# Lazy 1238R inital acceleration



## ev-converter (May 24, 2012)

mizlplix said:


> Hi, Me again:
> 
> My Curtis 1238R controller is working pretty well. I just have a couple of issues that don't feel right.
> 
> ...


You have to understand the 1238 from HPEVS. It is programmed for their motors using all the test data compiled by Curtis during the BETA tests. The non field programmable data put into the 1238 is there to protect the motor and controller. Thats why you dont hear of customers blowing these up. If you want to have full controll of the controller, send it HPEVS and they will re-flash the ROM (about $200+) to Electric car parameters leaving out all the specifics for their motors. Then you can program the controller and attemp to blow it all up. Your reverse should be no differant than forward unless you dont have the programming right.


----------



## major (Apr 4, 2008)

ev-converter said:


> You have to understand the 1238 from HPEVS. It is programmed for their motors using all the test data compiled by Curtis during the BETA tests. The non field programmable data put into the 1238 is there to protect the motor and controller. Thats why you dont hear of customers blowing these up. If you want to have full controll of the controller, send it HPEVS and they will re-flash the ROM (about $200+) to Electric car parameters leaving out all the specifics for their motors. Then you can program the controller and attemp to blow it all up. Your reverse should be no differant than forward unless you dont have the programming right.

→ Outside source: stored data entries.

//! Utility module - shared types and helpers
//!
//! - [`AppError`] - application error type
//! - [`ApiResponse`] - uniform API response envelope
//! - logging setup

pub mod error;
pub mod logger;
pub mod result;

pub use error::{ApiResponse, AppError, ok, ok_empty, ok_with_message};
pub use result::AppResult;
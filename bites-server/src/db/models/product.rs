//! Product Model

use std::collections::HashMap;

use serde::{Deserialize, Serialize};
use surrealdb::RecordId;

use super::serde_helpers;

pub type ProductId = RecordId;

/// Product catalog entry
#[derive(Debug, Clone, Serialize, Deserialize)]
pub struct Product {
    #[serde(
        default,
        with = "serde_helpers::option_record_id",
        skip_serializing_if = "Option::is_none"
    )]
    pub id: Option<ProductId>,
    pub name: String,
    #[serde(default)]
    pub image: Vec<String>,
    /// Record links to category
    #[serde(default, with = "serde_helpers::vec_record_id")]
    pub category: Vec<RecordId>,
    #[serde(default, with = "serde_helpers::vec_record_id")]
    pub sub_category: Vec<RecordId>,
    /// Units on hand; the stock adjuster keeps this >= 0
    #[serde(default)]
    pub stock: i64,
    #[serde(default)]
    pub price: f64,
    /// Discount in percent (e.g. 10 = 10%)
    #[serde(default)]
    pub discount: i32,
    #[serde(default)]
    pub description: String,
    /// Free-form extra details
    #[serde(default)]
    pub more_details: HashMap<String, serde_json::Value>,
    #[serde(default = "default_true")]
    pub publish: bool,
    pub created_at: String,
}

fn default_true() -> bool {
    true
}

impl Product {
    /// Selling price after the percent discount, matching the storefront
    /// calculation (discount amount rounded up)
    pub fn price_with_discount(&self) -> f64 {
        let discount_amount = ((self.price * self.discount as f64) / 100.0).ceil();
        self.price - discount_amount
    }
}

#[derive(Debug, Clone, Serialize, Deserialize)]
pub struct ProductCreate {
    pub name: String,
    pub image: Option<Vec<String>>,
    #[serde(default, with = "serde_helpers::vec_record_id")]
    pub category: Vec<RecordId>,
    #[serde(default, with = "serde_helpers::vec_record_id")]
    pub sub_category: Vec<RecordId>,
    pub stock: Option<i64>,
    pub price: Option<f64>,
    pub discount: Option<i32>,
    pub description: Option<String>,
    pub more_details: Option<HashMap<String, serde_json::Value>>,
}

#[derive(Debug, Clone, Serialize, Deserialize)]
pub struct ProductUpdate {
    pub name: Option<String>,
    pub image: Option<Vec<String>>,
    #[serde(default, with = "serde_helpers::option_vec_record_id")]
    pub category: Option<Vec<RecordId>>,
    #[serde(default, with = "serde_helpers::option_vec_record_id")]
    pub sub_category: Option<Vec<RecordId>>,
    pub stock: Option<i64>,
    pub price: Option<f64>,
    pub discount: Option<i32>,
    pub description: Option<String>,
    pub more_details: Option<HashMap<String, serde_json::Value>>,
    pub publish: Option<bool>,
}

#[cfg(test)]
mod tests {
    use super::*;

    fn product(price: f64, discount: i32) -> Product {
        Product {
            id: None,
            name: "Veg Roll".into(),
            image: vec![],
            category: vec![],
            sub_category: vec![],
            stock: 10,
            price,
            discount,
            description: String::new(),
            more_details: HashMap::new(),
            publish: true,
            created_at: chrono::Utc::now().to_rfc3339(),
        }
    }

    #[test]
    fn discount_rounds_the_rebate_up() {
        // 10% of 99 = 9.9, rounded up to 10
        assert_eq!(product(99.0, 10).price_with_discount(), 89.0);
        assert_eq!(product(100.0, 0).price_with_discount(), 100.0);
    }
}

You could try to be helpful, crusin.


----------



## major (Apr 4, 2008)

mizlplix said:


> Question: What settings in the controller should I check? What should they be?


Hi Miz,

I don't seem to have a delay or ramp on the AC15. I'll check parameters Monday or Tuesday. Do you have the programmer?

BTW, if it is battery current you're looking at, it will always start out much lower than motor phase current and build up as the motor RPM increases.

major


----------



## mizlplix (May 1, 2011)

ev-converter:

Thank you for your response. I suggest you go back and reread my post.

1- My reverse and forward do act the same. (I didnt mention about reverse.) I said regen.

2-No mention was made of "trying to blow up anything." I said it was slightly lazy initially.

3- My first statement was "My Curtis 1238R controller is working pretty well. I just have a couple of issues that don't feel right" which was not that I wanted complete control so I could "blow up" anything.

Major: Thank you also. I have the PC software and dongle but not the hand held programmer. Yes, I would appreciate something for comparison. Yes, I was looking at pack current. But, The seat-of-the-pants feel is that there is a deliberately built in gradual ramp up. Again, is OK if it was intended. I just have not heard anyone else mention it.

If this slight delay in accelerating and regen braking is normal, I can live with it, I just was expecting it to be a little crisper. (my only comment)

Thanks again, 
Miz


----------



## ev-converter (May 24, 2012)

mizlplix said:


> ev-converter:
> 
> Thank you for your response. I suggest you go back and reread my post.
> 
> ...


I read your post,did you read my answer? Others understand it.


----------



## Ivansgarage (Sep 3, 2011)

Ya Miz I think you need to reread his post (maybe a little slower)


----------



## mizlplix (May 1, 2011)

Ya, I re-read it ...It still is no help just like the first time.

Ivan: Stay off the forums and finish your motor.

Miz


----------